E insomma, se non mi è venuto un collasso oggi… Era una giornata libera e volevo andare a vedere le parti più lontane di Da Nang, così ho preso un Grab fino alla gigantesca statua della Buddha femmina sulla collina sul mare (Grab è l’Uber del sud-est asiatico e funziona benissimo, in un paese quasi privo di trasporti pubblici come questo non ha alternative).

Sulla strada, però, ho visto un grosso tempio di Buddha, la spiaggia, il porto galleggiante dei pescatori e un sacco di panorami, e così ho guardato la mappa, ho visto che erano quattro chilometri in discesa e salutata la statua mi son detto: andiamo a vederli facendo una passeggiata, così risparmio anche sul ritorno. Solo che invece di partire dall’albergo alle otto ero partito alle undici, e il cielo era coperto, quindi non avevo nemmeno preso l’ombrello; e quando ho iniziato la passeggiata era l’una e mezza e non c’era più una nuvola, c’erano 35 gradi, umidità al 200 per cento e sole a picco.
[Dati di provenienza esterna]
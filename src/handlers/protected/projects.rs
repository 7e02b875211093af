use axum::{
    extract::{rejection::JsonRejection, Path, State},
    http::StatusCode,
    Extension, Json,
};
use serde::Deserialize;
use serde_json::{json, Value};
use tracing::{debug, info, warn};

use crate::database::models::ProjectFields;
use crate::error::{ApiError, PlainResult, StorageContext};
use crate::handlers::public::projects::INVALID_ID;
use crate::handlers::{bad_body, parse_id};
use crate::middleware::AuthUser;
use crate::state::AppState;

const REQUIRED_FIELDS: &str = "Title, description, and technologies are required";

/// Create/replace body. `featured` accepts a bool, a number or the strings
/// "true"/"1" since admin forms send all three.
#[derive(Debug, Default, Deserialize)]
pub struct ProjectRequest {
    pub title: Option<String>,
    pub description: Option<String>,
    pub technologies: Option<String>,
    pub image_url: Option<String>,
    pub project_url: Option<String>,
    pub github_url: Option<String>,
    pub category: Option<String>,
    pub featured: Option<Value>,
}

fn optional(value: Option<String>) -> Option<String> {
    value
        .map(|v| v.trim().to_string())
        .filter(|v| !v.is_empty())
}

// Widths of the projects columns.
const TITLE_MAX: usize = 255;
const URL_MAX: usize = 500;
const CATEGORY_MAX: usize = 100;

fn check_lengths(fields: &ProjectFields) -> Result<(), ApiError> {
    let checks = [
        ("Title", Some(fields.title.as_str()), TITLE_MAX),
        ("Image URL", fields.image_url.as_deref(), URL_MAX),
        ("Project URL", fields.project_url.as_deref(), URL_MAX),
        ("GitHub URL", fields.github_url.as_deref(), URL_MAX),
        ("Category", fields.category.as_deref(), CATEGORY_MAX),
    ];

    for (field, value, max) in checks {
        if value.is_some_and(|v| v.chars().count() > max) {
            return Err(ApiError::bad_request(format!(
                "{} must be at most {} characters",
                field, max
            )));
        }
    }
    Ok(())
}

fn truthy(value: Option<&Value>) -> bool {
    match value {
        Some(Value::Bool(b)) => *b,
        Some(Value::Number(n)) => n.as_f64().map(|f| f != 0.0).unwrap_or(false),
        Some(Value::String(s)) => matches!(s.trim(), "true" | "1"),
        _ => false,
    }
}

impl ProjectRequest {
    /// Fields for a new project; the three text fields are mandatory.
    pub fn into_new_fields(self) -> Result<ProjectFields, ApiError> {
        let featured = truthy(self.featured.as_ref());
        let (Some(title), Some(description), Some(technologies)) = (
            optional(self.title),
            optional(self.description),
            optional(self.technologies),
        ) else {
            return Err(ApiError::bad_request(REQUIRED_FIELDS));
        };

        let fields = ProjectFields {
            title,
            description,
            technologies,
            image_url: optional(self.image_url),
            project_url: optional(self.project_url),
            github_url: optional(self.github_url),
            category: optional(self.category),
            featured,
        };
        check_lengths(&fields)?;
        Ok(fields)
    }

    /// Fields for a full replace: anything missing is blanked.
    pub fn into_replacement(self) -> Result<ProjectFields, ApiError> {
        let fields = ProjectFields {
            featured: truthy(self.featured.as_ref()),
            title: optional(self.title).unwrap_or_default(),
            description: optional(self.description).unwrap_or_default(),
            technologies: optional(self.technologies).unwrap_or_default(),
            image_url: optional(self.image_url),
            project_url: optional(self.project_url),
            github_url: optional(self.github_url),
            category: optional(self.category),
        };
        check_lengths(&fields)?;
        Ok(fields)
    }
}

/// POST /api/projects
pub async fn create(
    State(state): State<AppState>,
    Extension(admin): Extension<AuthUser>,
    payload: Result<Json<ProjectRequest>, JsonRejection>,
) -> PlainResult<(StatusCode, Json<Value>)> {
    let Json(request) = payload.map_err(|rejection| bad_body(rejection, REQUIRED_FIELDS))?;
    let fields = request.into_new_fields()?;

    let project = state
        .projects()
        .insert(&fields)
        .await
        .or_storage("Failed to create project")?;

    info!("Project {} created by {}", project.id, admin.username);

    Ok((
        StatusCode::CREATED,
        Json(json!({
            "message": "Project created successfully",
            "project": project,
        })),
    ))
}

/// PUT /api/projects/:id - overwrite every column
pub async fn update(
    State(state): State<AppState>,
    Extension(admin): Extension<AuthUser>,
    Path(id): Path<String>,
    payload: Result<Json<ProjectRequest>, JsonRejection>,
) -> PlainResult<Json<Value>> {
    let id = parse_id(&id).ok_or_else(|| ApiError::bad_request(INVALID_ID))?;
    let Json(request) = payload.map_err(|rejection| bad_body(rejection, "Invalid request body"))?;
    let fields = request.into_replacement()?;

    let project = state
        .projects()
        .replace(id, &fields)
        .await
        .or_storage("Failed to update project")?;

    info!("Project {} updated by {}", id, admin.username);

    Ok(Json(json!({
        "message": "Project updated successfully",
        "project": project,
    })))
}

/// DELETE /api/projects/:id - also removes the uploaded image, best effort
pub async fn delete(
    State(state): State<AppState>,
    Extension(admin): Extension<AuthUser>,
    Path(id): Path<String>,
) -> PlainResult<Json<Value>> {
    let id = parse_id(&id).ok_or_else(|| ApiError::bad_request(INVALID_ID))?;
    let project = state
        .projects()
        .delete_404(id)
        .await
        .or_storage("Failed to delete project")?;

    if let Some(image_url) = project.image_url.as_deref() {
        match state.images.delete(image_url).await {
            Ok(true) => {}
            Ok(false) => debug!("No stored image to remove for {}", image_url),
            Err(err) => warn!("Failed to delete image {}: {}", image_url, err),
        }
    }

    info!("Project {} deleted by {}", id, admin.username);

    Ok(Json(json!({
        "message": "Project deleted successfully",
        "deletedId": id,
    })))
}
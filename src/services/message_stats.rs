use chrono::{DateTime, Duration, Local, LocalResult, NaiveDate, NaiveTime, TimeZone, Utc};
use serde::Serialize;
use sqlx::{FromRow, PgPool};

use crate::database::DatabaseError;

/// Day boundaries for the message counters, computed in the server's zone.
#[derive(Debug, Clone, Copy, PartialEq, Eq)]
pub struct StatsWindows {
    pub today_start: DateTime<Utc>,
    pub tomorrow_start: DateTime<Utc>,
    pub yesterday_start: DateTime<Utc>,
    pub last_7_days_start: DateTime<Utc>,
    pub last_30_days_start: DateTime<Utc>,
}

impl StatsWindows {
    pub fn now() -> Self {
        Self::at(Local::now())
    }

    pub fn at<Tz: TimeZone>(now: DateTime<Tz>) -> Self {
        let tz = now.timezone();
        let today = now.date_naive();

        Self {
            today_start: local_midnight(&tz, today),
            tomorrow_start: local_midnight(&tz, today + Duration::days(1)),
            yesterday_start: local_midnight(&tz, today - Duration::days(1)),
            last_7_days_start: local_midnight(&tz, today - Duration::days(7)),
            last_30_days_start: local_midnight(&tz, today - Duration::days(30)),
        }
    }
}

fn local_midnight<Tz: TimeZone>(tz: &Tz, date: NaiveDate) -> DateTime<Utc> {
    let naive = date.and_time(NaiveTime::MIN);
    match tz.from_local_datetime(&naive) {
        LocalResult::Single(t) => t.with_timezone(&Utc),
        LocalResult::Ambiguous(earliest, _) => earliest.with_timezone(&Utc),
        // Midnight skipped by a DST jump: the day starts an hour later.
        LocalResult::None => tz
            .from_local_datetime(&(naive + Duration::hours(1)))
            .earliest()
            .map(|t| t.with_timezone(&Utc))
            .unwrap_or_else(|| Utc.from_utc_datetime(&naive)),
    }
}

#[derive(Debug, Clone, Copy, PartialEq, Eq, Serialize, FromRow)]
pub struct MessageStats {
    pub total: i64,
    pub unread: i64,
    pub replied: i64,
    pub today: i64,
    pub yesterday: i64,
    #[serde(rename = "last7Days")]
    pub last_7_days: i64,
    #[serde(rename = "last30Days")]
    pub last_30_days: i64,
}

/// Counters shown next to the message listing.
#[derive(Debug, Clone, Copy, PartialEq, Eq, Serialize)]
pub struct ListingStats {
    pub total: i64,
    pub unread: i64,
    pub replied: i64,
    pub today: i64,
}

impl From<MessageStats> for ListingStats {
    fn from(stats: MessageStats) -> Self {
        Self {
            total: stats.total,
            unread: stats.unread,
            replied: stats.replied,
            today: stats.today,
        }
    }
}

impl MessageStats {
    /// All counters in one pass over the whole table.
    pub async fn fetch(pool: &PgPool, windows: &StatsWindows) -> Result<Self, DatabaseError> {
        let stats = sqlx::query_as::<_, MessageStats>(
            r#"
            SELECT
                COUNT(*) AS total,
                COUNT(*) FILTER (WHERE status = 'unread') AS unread,
                COUNT(*) FILTER (WHERE status = 'replied') AS replied,
                COUNT(*) FILTER (WHERE created_at >= $1 AND created_at < $2) AS today,
                COUNT(*) FILTER (WHERE created_at >= $3 AND created_at < $1) AS yesterday,
                COUNT(*) FILTER (WHERE created_at >= $4) AS last_7_days,
                COUNT(*) FILTER (WHERE created_at >= $5) AS last_30_days
            FROM contact_messages
            "#,
        )
        .bind(windows.today_start)
        .bind(windows.tomorrow_start)
        .bind(windows.yesterday_start)
        .bind(windows.last_7_days_start)
        .bind(windows.last_30_days_start)
        .fetch_one(pool)
        .await?;
        Ok(stats)
    }
}

#[cfg(test)]
mod tests {
    use super::*;
    use chrono::FixedOffset;

    #[test]
    fn windows_follow_local_midnight() {
        let tz = FixedOffset::east_opt(7 * 3600).unwrap();
        // 2026-03-15 01:30 at UTC+7 is 2026-03-14 18:30 UTC.
        let now = tz.with_ymd_and_hms(2026, 3, 15, 1, 30, 0).unwrap();
        let windows = StatsWindows::at(now);

        assert_eq!(windows.today_start, Utc.with_ymd_and_hms(2026, 3, 14, 17, 0, 0).unwrap());
        assert_eq!(windows.tomorrow_start, Utc.with_ymd_and_hms(2026, 3, 15, 17, 0, 0).unwrap());
        assert_eq!(windows.yesterday_start, Utc.with_ymd_and_hms(2026, 3, 13, 17, 0, 0).unwrap());
        assert_eq!(windows.last_7_days_start, Utc.with_ymd_and_hms(2026, 3, 7, 17, 0, 0).unwrap());
        assert_eq!(windows.last_30_days_start, Utc.with_ymd_and_hms(2026, 2, 12, 17, 0, 0).unwrap());
    }

    #[test]
    fn windows_are_ordered() {
        let w = StatsWindows::now();
        assert!(w.last_30_days_start < w.last_7_days_start);
        assert!(w.last_7_days_start < w.yesterday_start);
        assert!(w.yesterday_start < w.today_start);
        assert!(w.today_start < w.tomorrow_start);
    }

    #[test]
    fn stats_use_camel_case_window_names() {
        let stats = MessageStats {
            total: 9,
            unread: 2,
            replied: 1,
            today: 1,
            yesterday: 0,
            last_7_days: 3,
            last_30_days: 9,
        };
        let json = serde_json::to_value(stats).unwrap();
        assert_eq!(json["last7Days"], 3);
        assert_eq!(json["last30Days"], 9);

        let subset = serde_json::to_value(ListingStats::from(stats)).unwrap();
        assert_eq!(subset, serde_json::json!({"total": 9, "unread": 2, "replied": 1, "today": 1}));
    }
}
use axum::{
    extract::{OriginalUri, State},
    http::{Method, StatusCode},
    Json,
};
use chrono::{SecondsFormat, Utc};
use serde_json::{json, Value};
use tracing::{info, warn};

use crate::state::AppState;

pub const FEATURES: [&str; 4] = ["projects", "contact", "messages", "authentication"];

/// GET /api/health - liveness plus a database probe
pub async fn health(State(state): State<AppState>) -> Json<Value> {
    let database = match state.db.health_check().await {
        Ok(()) => "connected",
        Err(err) => {
            warn!("Health check could not reach the database: {}", err);
            "unavailable"
        }
    };

    Json(json!({
        "status": "ok",
        "timestamp": Utc::now().to_rfc3339_opts(SecondsFormat::Millis, true),
        "service": "Portfolio API",
        "features": FEATURES,
        "database": database,
    }))
}

/// Fallback for unknown routes.
pub async fn not_found(method: Method, OriginalUri(uri): OriginalUri) -> (StatusCode, Json<Value>) {
    info!("404 Not Found: {} {}", method, uri);
    (
        StatusCode::NOT_FOUND,
        Json(json!({
            "error": "Endpoint not found",
            "path": uri.to_string(),
        })),
    )
}
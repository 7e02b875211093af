pub mod admin_user;
pub mod message;
pub mod project;

pub use admin_user::AdminUser;
pub use message::{ContactMessage, MessageSource, MessageStatus, MessageUpdate, NewContactMessage};
pub use project::{Project, ProjectFields};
Mi sono ritrovato così su una statalona a curve a mezza costa sul mare che, avevo visto, non aveva marciapiede ma aveva un’ampia corsia-banchina tracciata sul lato; ho capito solo dopo che per loro è una corsia riservata per le centinaia di motorini e moto che viaggiano ovunque e comunque con 2-3-4 persone sopra, Napoli style. Quindi ho fatto delle belle foto ai panorami ma ho rischiato la vita a ogni curva cieca, e quando sono finalmente arrivato all’inizio della città e del marciapiede ho ringraziato qualunque santo preghino qui, ma ero già sciolto.

E sì, è vero che persino in mezzo al nulla, ogni qualche centinaio di metri, c’è un tizio steso sotto una palma che vende bibite: in queste condizioni, dev’essere una specie di presidio sanitario pubblico. Però, avrei dovuto spendere quei 20-30 centesimi di euro, solo per la mia debolezza nel soffrire il caldo, e quindi non me lo sono permesso. Ho invece tirato avanti con una marcia automotivata di tipo militare e ho avuto successo, però ho capito molte cose, e anzi ora mi sorprende che gli americani abbiano resistito per un decennio.

Comunque, alla fine sono arrivato alla passeggiata sul mare, e sedendomi ogni tanto (quando mi girava troppo la testa) ho fatto le foto alla spiaggia e ai navigli dei pescatori (tantissimi, sembrava un’isola greca tipo Fistfakòs) e infine sono arrivato lì, al tempio di Buddha (qui son tutti templi di Buddha, a parte la cattedrale francese). Come vedete, ero abbastanza cotto e accecato dal sole da non riuscire nemmeno a fare la foto dritta; poi sono entrato e il testo non l’ho visto, perché era totalmente deserto (chi cacchio va al tempio alle due del pomeriggio col sole a picco?) ma guardato da un cane randagio.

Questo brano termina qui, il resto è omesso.